Аналитик Международной кризисной группы Варвара Пахоменко о результатах семилетней политики Москвы в регионе

Когда 26 августа 2008 г. президент Медведев подписывал указ о признании независимости Южной Осетии и Абхазии, казалось, что это может остаться исключением – ответом на признание Западом независимости Косова без согласования с Россией. Последние два года показали, что Москва и дальше готова использовать тему самоопределения: присоединение Крыма, поддержка самопровозглашенных Луганской и Донецкой народных республик, интенсификация официальных контактов с Приднестровьем и Гагаузией. А в последнее время активность вышла и за пределы постсоветского пространства. 20 сентября в Москве прошла международная конференция «Диалог наций. Право народов на самоопределение и построение многополярного мира», собравшая представителей сепаратистских движений из стран Западной Европы и Америки.

Москва пытается продемонстрировать, что может быть альтернативным Западу центром притяжения, предлагая борцам за самоопределение то, что им может быть необходимо – политическую, финансовую или военную поддержку, – и продвигая при этом свои интересы в регионах. Впрочем, опыт первых двух – Южной Осетии и Абхазии – показывает, что долгосрочные партнерские отношения строить получается плохо.

Россия предоставила изначально двум республикам то, в чем они нуждались: безопасность, финансовую и политическую поддержку, получив возможность иметь свое военное присутствие в регионе – ответ на укрепление сотрудничества НАТО с Грузией. Сегодня, оставаясь благодарными России за сделанное, жители двух республик все чаще критично высказываются о политике Москвы, делающей ставку на лояльность элит и часто игнорирующей потребности населения.

И последние политические события в республиках демонстрируют накопившиеся противоречия. 19 октября после встречи с помощником президента России Владиславом Сурковым президент Южной Осетии Леонид Тибилов заявил, что необходимо провести референдум о вхождении в Россию. Сразу же последовало опровержение пресс-секретаря Путина Дмитрия Пескова: мол, на встрече об этом речи не шло и вообще Южная Осетия – независимое государство. Снова пошли разговоры о том, насколько руководство республики самостоятельно в своих решениях, особенно если учесть, что лишь недавно Тибилов говорил о несвоевременности такого референдума. Некоторые предположили, что это часть московской политики по давлению на Грузию, вновь активизировавшуюся на евроатлантическом направлении: мол, можете потерять регион безвозвратно. Можно вспомнить и недавние разговоры о желании провести такой референдум в ДНР. В Сухуми 21 октября Блок оппозиционных сил Абхазии собрал несколько тысяч человек и призвал президента Рауля Хаджимбу уйти в отставку, обвиняя его, в частности, в том, что, впадая во все большую зависимость от России, «Республика Абхазия утрачивает государственный суверенитет».

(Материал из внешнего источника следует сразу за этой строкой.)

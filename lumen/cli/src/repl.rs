//! Line-driven search session for `lumen --interactive`.
//!
//! Each input line is one command. Queries go through the same
//! [`EventQueue`] and [`Viewer`] the page script mirrors, so match counts and
//! cycling behave exactly as in the browser.

use color_eyre::eyre::{Context, Result};
use lumen_lib::markdown::output::{HtmlOptions, as_page};
use lumen_lib::preferences::PreferenceStore;
use lumen_lib::search::Direction;
use lumen_lib::viewer::{EventQueue, MatchContext, Viewer, ViewerEffect, ViewerEvent};
use std::io::{BufRead, Write};
use std::path::PathBuf;
use std::time::Instant;

/// Characters of context shown on either side of a match.
const CONTEXT_RADIUS: usize = 30;

const HELP: &str = "\
/TEXT     search for TEXT
n, Enter  next match
p         previous match
esc       clear the search
t         toggle light/dark
o         open the current page in the browser
q         quit";

/// One line of input.
#[derive(Debug, Clone, PartialEq, Eq)]
pub enum Command {
    Search(String),
    Next,
    Previous,
    Clear,
    ToggleTheme,
    Open,
    Quit,
    Help,
    Unknown(String),
}

impl Command {
    pub fn parse(line: &str) -> Self {
        let line = line.trim_end_matches(['\r', '\n']);
        if let Some(query) = line.strip_prefix('/') {
            return Self::Search(query.to_string());
        }
        match line.trim() {
            "" | "n" => Self::Next,
            "p" => Self::Previous,
            "esc" | "\u{1b}" => Self::Clear,
            "t" => Self::ToggleTheme,
            "o" => Self::Open,
            "q" | "quit" | "exit" => Self::Quit,
            "?" | "h" | "help" => Self::Help,
            other => Self::Unknown(other.to_string()),
        }
    }

    fn as_event(&self) -> Option<ViewerEvent> {
        match self {
            Self::Search(query) => Some(ViewerEvent::QueryChanged(query.clone())),
            Self::Next => Some(ViewerEvent::Advance(Direction::Next)),
            Self::Previous => Some(ViewerEvent::Advance(Direction::Previous)),
            Self::Clear => Some(ViewerEvent::Clear),
            Self::ToggleTheme => Some(ViewerEvent::ToggleTheme),
            _ => None,
        }
    }
}

/// Whether the session keeps reading input.
#[derive(Debug, Clone, Copy, PartialEq, Eq)]
pub enum Flow {
    Continue,
    Quit,
}

/// An interactive viewing session.
pub struct Session {
    viewer: Viewer,
    queue: EventQueue,
    options: HtmlOptions,
    preferences: Option<PreferenceStore>,
}

impl Session {
    pub fn new(viewer: Viewer, options: HtmlOptions) -> Self {
        Self {
            viewer,
            queue: EventQueue::new(),
            options,
            preferences: None,
        }
    }

    /// Persists theme toggles to `store`.
    pub fn with_preferences(mut self, store: PreferenceStore) -> Self {
        self.preferences = Some(store);
        self
    }

    pub fn viewer(&self) -> &Viewer {
        &self.viewer
    }

    /// The page for the current search and color mode.
    pub fn page(&self) -> Result<String> {
        let mut options = self.options.clone();
        options.color_mode = self.viewer.color_mode();
        let query = self.viewer.search().query();
        let query = (!query.is_empty()).then_some(query);
        as_page(self.viewer.document(), &options, query).wrap_err("Failed to render page")
    }

    /// Runs one command, writing feedback to `out`.
    pub fn execute<W: Write>(&mut self, command: Command, out: &mut W) -> Result<Flow> {
        match command {
            Command::Quit => return Ok(Flow::Quit),
            Command::Help => writeln!(out, "{HELP}")?,
            Command::Unknown(input) => {
                writeln!(out, "Unknown command: {input} (type ? for help)")?;
            }
            Command::Open => self.open(out)?,
            command => {
                if let Some(event) = command.as_event() {
                    self.queue.push(event, Instant::now());
                }
                // a submitted line is final, no need to wait out the debounce
                for event in self.queue.flush() {
                    let effect = self.viewer.dispatch(event);
                    self.report(effect, out)?;
                }
            }
        }
        Ok(Flow::Continue)
    }

    fn report<W: Write>(&self, effect: ViewerEffect, out: &mut W) -> Result<()> {
        let search = self.viewer.search();
        match effect {
            ViewerEffect::Matches { count: 0, .. } => {
                writeln!(out, "No matches for '{}'", search.query().trim())?;
            }
            ViewerEffect::Matches { .. } | ViewerEffect::Scroll(_) => {
                let position = search.cursor().map_or(0, |c| c + 1);
                let context = self.viewer.context(CONTEXT_RADIUS);
                writeln!(
                    out,
                    "{position}/{}  {}",
                    search.match_count(),
                    context.as_ref().map(format_context).unwrap_or_default()
                )?;
            }
            ViewerEffect::Cleared => writeln!(out, "Search cleared")?,
            ViewerEffect::ThemeChanged { mode } => {
                writeln!(out, "Theme: {mode}")?;
                if let Some(store) = &self.preferences
                    && let Err(e) = store.update(|p| p.color_mode = mode)
                {
                    tracing::warn!(error = %e, "Failed to save color mode");
                    writeln!(out, "Could not save preference: {e}")?;
                }
            }
            ViewerEffect::Idle => writeln!(out, "No matches")?,
        }
        Ok(())
    }

    fn open<W: Write>(&self, out: &mut W) -> Result<()> {
        let path = preview_path();
        std::fs::write(&path, self.page()?).wrap_err("Failed to write temp HTML file")?;
        if let Err(e) = open::that(&path) {
            writeln!(out, "Failed to open browser: {e}")?;
        }
        writeln!(out, "Page written to {}", path.display())?;
        Ok(())
    }
}

/// Where preview pages are written before opening them.
pub fn preview_path() -> PathBuf {
    std::env::temp_dir().join("lumen-preview.html")
}

/// Renders a match as `…before[match]after…` on one line.
pub fn format_context(context: &MatchContext) -> String {
    format!("…{}[{}]{}…", context.before, context.matched, context.after)
}

/// Reads commands from `input` until `q` or end of input.
pub fn run<R: BufRead, W: Write>(session: &mut Session, input: R, mut output: W) -> Result<()> {
    writeln!(output, "Type /TEXT to search, ? for help.")?;
    write!(output, "> ")?;
    output.flush()?;

    for line in input.lines() {
        let line = line.wrap_err("Failed to read input")?;
        if session.execute(Command::parse(&line), &mut output)? == Flow::Quit {
            return Ok(());
        }
        write!(output, "> ")?;
        output.flush()?;
    }
    writeln!(output)?;
    Ok(())
}
use clap::{CommandFactory, Parser};
use color_eyre::eyre::{Context, Result, eyre};
use lumen_cli::Cli;
use lumen_cli::repl::{self, Session, format_context, preview_path};
use lumen_lib::document::MermaidMode;
use lumen_lib::markdown::highlighting::{
    CODE_THEME_ENV, ColorMode, THEME_ENV, ThemePair, env_color_mode, env_theme,
};
use lumen_lib::markdown::output::{HtmlOptions, as_page};
use lumen_lib::preferences::{PreferenceStore, Preferences};
use lumen_lib::search::Direction;
use lumen_lib::source::{self, CachePolicy, DocumentCache, DocumentSource, Origin};
use lumen_lib::viewer::{Viewer, ViewerEvent};
use std::io::{self, IsTerminal};
use tracing_subscriber::{filter::EnvFilter, fmt, layer::SubscriberExt, util::SubscriberInitExt};

/// Initialize tracing subscriber based on verbosity level.
///
/// Verbosity levels:
/// - 0 (default): silent unless `RUST_LOG` is set
/// - 1 (-v): INFO (theme detection, fetches, cache decisions)
/// - 2 (-vv): DEBUG (search cycles, cache hits)
/// - 3 (-vvv): TRACE (queued viewer events)
/// - 4+ (-vvvv): TRACE with file/line numbers
fn init_tracing(verbose: u8) {
    let base_filter = match std::env::var("RUST_LOG") {
        Ok(filter) => filter,
        Err(_) => match verbose {
            0 => return,
            1 => "warn,lumen=info,lumen_lib=info".to_string(),
            2 => "info,lumen=debug,lumen_lib=debug".to_string(),
            _ => "debug,lumen=trace,lumen_lib=trace".to_string(),
        },
    };

    let filter = EnvFilter::try_new(&base_filter).unwrap_or_else(|_| EnvFilter::new("warn"));

    tracing_subscriber::registry()
        .with(filter)
        .with(
            fmt::layer()
                .with_target(true)
                .with_level(true)
                .with_thread_ids(false)
                .with_file(verbose >= 4)
                .with_line_number(verbose >= 4)
                .with_writer(std::io::stderr)
                .compact(),
        )
        .init();
}

fn main() -> Result<()> {
    color_eyre::install()?;
    let cli = Cli::parse();
    init_tracing(cli.verbose);

    if let Some(shell) = cli.completions {
        clap_complete::generate(shell, &mut Cli::command(), "lumen", &mut io::stdout());
        return Ok(());
    }

    if cli.list_themes {
        list_themes();
        return Ok(());
    }

    let store = PreferenceStore::default_location();
    let mut preferences = store
        .load()
        .wrap_err_with(|| format!("Failed to read preferences from {}", store.path().display()))?;

    if cli.toggle_theme {
        let updated = store
            .update(|p| p.color_mode = p.color_mode.toggled())
            .wrap_err("Failed to save preferences")?;
        println!("Color mode: {}", updated.color_mode);
        return Ok(());
    }

    if let Some(mode) = cli.color_mode {
        preferences = store
            .update(|p| p.color_mode = mode)
            .wrap_err("Failed to save preferences")?;
        tracing::info!(mode = %mode, "Saved color mode");
    }

    let options = resolve_options(&cli, &preferences);

    let source = match cli.source.as_deref() {
        Some(arg) => arg
            .parse::<DocumentSource>()
            .wrap_err_with(|| format!("Invalid source: {arg}"))?,
        None => DocumentSource::default(),
    };
    let policy = if cli.no_cache {
        CachePolicy::Bypass
    } else if cli.refresh {
        CachePolicy::Refresh
    } else {
        CachePolicy::Prefer
    };
    let cache = DocumentCache::default_location();

    let runtime = tokio::runtime::Builder::new_current_thread()
        .enable_all()
        .build()
        .wrap_err("Failed to start async runtime")?;
    let loaded = runtime
        .block_on(source::load(&source, Some(&cache), policy))
        .wrap_err_with(|| format!("Failed to load {source}"))?;
    if loaded.origin == Origin::StaleCache {
        eprintln!("Warning: could not fetch {source}, showing a cached copy");
    }
    tracing::info!(origin = %loaded.origin, "Loaded document");

    let document = loaded
        .markdown
        .as_document(&options.parse_options())
        .wrap_err("Failed to render markdown")?;
    let mut viewer = Viewer::new(document, options.color_mode);

    if cli.interactive {
        let mut session = Session::new(viewer, options).with_preferences(store);
        if let Some(query) = cli.search {
            session.execute(repl::Command::Search(query), &mut io::stdout())?;
        }
        return repl::run(&mut session, io::stdin().lock(), io::stdout());
    }

    if let Some(query) = cli.search.as_deref() {
        viewer.dispatch(ViewerEvent::QueryChanged(query.to_string()));
    }

    if cli.matches {
        return print_matches(&mut viewer, cli.json);
    }

    let page = as_page(viewer.document(), &options, cli.search.as_deref())
        .wrap_err("Failed to render page")?;

    if let Some(path) = &cli.output {
        std::fs::write(path, &page)
            .wrap_err_with(|| format!("Failed to write to {}", path.display()))?;
        eprintln!("Saved page to {}", path.display());
        return Ok(());
    }

    let show = cli.show_html || (!cli.html && io::stdout().is_terminal());
    if show {
        let temp_path = preview_path();
        std::fs::write(&temp_path, &page).wrap_err("Failed to write temp HTML file")?;

        // Non-blocking open, graceful error handling
        if let Err(e) = open::that(&temp_path) {
            eprintln!("Failed to open browser: {}", e);
            eprintln!("Preview available at: {}", temp_path.display());
        }
        return Ok(());
    }

    println!("{}", page);
    Ok(())
}

/// Builds the render options: flags, then environment, then preferences.
fn resolve_options(cli: &Cli, preferences: &Preferences) -> HtmlOptions {
    let prose_theme = cli
        .theme
        .or_else(|| env_theme(THEME_ENV))
        .or(preferences.theme)
        .unwrap_or(ThemePair::OneHalf);
    let code_theme = cli
        .code_theme
        .or_else(|| env_theme(CODE_THEME_ENV))
        .or(preferences.code_theme)
        .unwrap_or(prose_theme);
    let color_mode = cli
        .color_mode
        .or_else(env_color_mode)
        .unwrap_or(preferences.color_mode);

    tracing::info!(
        prose_theme = %prose_theme.kebab_name(),
        code_theme = %code_theme.kebab_name(),
        color_mode = %color_mode,
        "Resolved render options"
    );

    let mut options = HtmlOptions::default();
    options.prose_theme = prose_theme;
    options.code_theme = code_theme;
    options.color_mode = color_mode;
    options.mermaid_mode = if cli.no_mermaid {
        MermaidMode::Code
    } else {
        MermaidMode::Diagram
    };
    options
}

/// Prints every match with its surrounding text.
fn print_matches(viewer: &mut Viewer, json: bool) -> Result<()> {
    let count = viewer.search().match_count();
    let mut listed = Vec::with_capacity(count);
    for _ in 0..count {
        let current = viewer
            .search()
            .current()
            .copied()
            .ok_or_else(|| eyre!("Match cursor lost"))?;
        listed.push((current, viewer.context(40)));
        viewer.dispatch(ViewerEvent::Advance(Direction::Next));
    }

    if json {
        let matches: Vec<_> = listed
            .iter()
            .enumerate()
            .map(|(index, (m, context))| {
                serde_json::json!({
                    "index": index,
                    "segment": m.segment,
                    "start": m.start,
                    "end": m.end,
                    "context": context,
                })
            })
            .collect();
        let report = serde_json::json!({
            "query": viewer.search().query(),
            "count": count,
            "matches": matches,
        });
        println!("{}", serde_json::to_string_pretty(&report)?);
        return Ok(());
    }

    if count == 0 {
        println!("No matches for '{}'", viewer.search().query());
        return Ok(());
    }
    for (index, (_, context)) in listed.iter().enumerate() {
        let snippet = context.as_ref().map(format_context).unwrap_or_default();
        println!("{:>4}  {}", index + 1, snippet);
    }
    println!(
        "\n{} match{}",
        count,
        if count == 1 { "" } else { "es" }
    );
    Ok(())
}

/// Lists all available themes with descriptions.
fn list_themes() {
    println!("Available themes:\n");
    for theme_pair in ThemePair::all() {
        println!(
            "  {:20} {}{}",
            theme_pair.kebab_name(),
            theme_pair.description(ColorMode::Dark),
            if theme_pair.has_light_variant() { "" } else { " (dark only)" }
        );
    }
    println!("\nUse --theme <name> to set prose theme");
    println!("Use --code-theme <name> to override code theme");
}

Абхазия и Южная Осетия полностью поддерживали политику России на момент признания: в их восприятии Запад тогда занял сторону Грузии, а Россия единственная могла защитить и гарантировать социально-экономическую стабильность. Россия действительно взяла на себя тогда функции политического представительства республик, обеспечения безопасности (разместив там свои военные базы и пограничников) и финансирования (уровень бюджетной поддержки республик выше, чем у соседних северокавказских регионов: более 90% для Южной Осетии и 70% – для Абхазии). При этом проведение внешней политики, наличие собственных силовых структур – то, что принципиально отличало республики от российских регионов. Но многими чиновниками в Москве они стали восприниматься как два дополнительных субъекта Федерации.

В августе 2008 г., когда Россия признала независимость двух самопровозглашенных республик, во главе их стояли люди, отношения с которыми у Москвы выстраивались непросто. Ни в коем случае не хочу назвать Эдуарда Кокойты или Сергея Багапша антироссийскими – хорошие отношения с Россией были гарантией выживания республик, находящихся в конфликте с Грузией, – но первый своими заявлениями и действиями уж слишком часто раздражал Москву, а второй был избран в 2004 г. вопреки воле России, которая тогда поддерживала кандидатуру нынешнего президента Рауля Хаджимбы. Не проще было и с Александром Анквабом: вновь пришедший к власти вопреки поддержке Кремля президент, по сообщениям, отказался подписывать в 2014 г. новое соглашение о сотрудничестве с Россией, качественно усиливавшее зависимость республики.

Нынешние президенты Южной Осетии и Абхазии пришли к власти при поддержке Москвы. Теперь можно говорить об элитах не просто лояльных Кремлю, но во многом интегрировавшихся в российскую вертикаль власти, ответственных в большей степени перед Москвой, чем перед собственным населением. И хотя в Абхазии и Осетии степень такой зависимости очень разнится, но формула «лояльность в обмен на финансирование» работает везде.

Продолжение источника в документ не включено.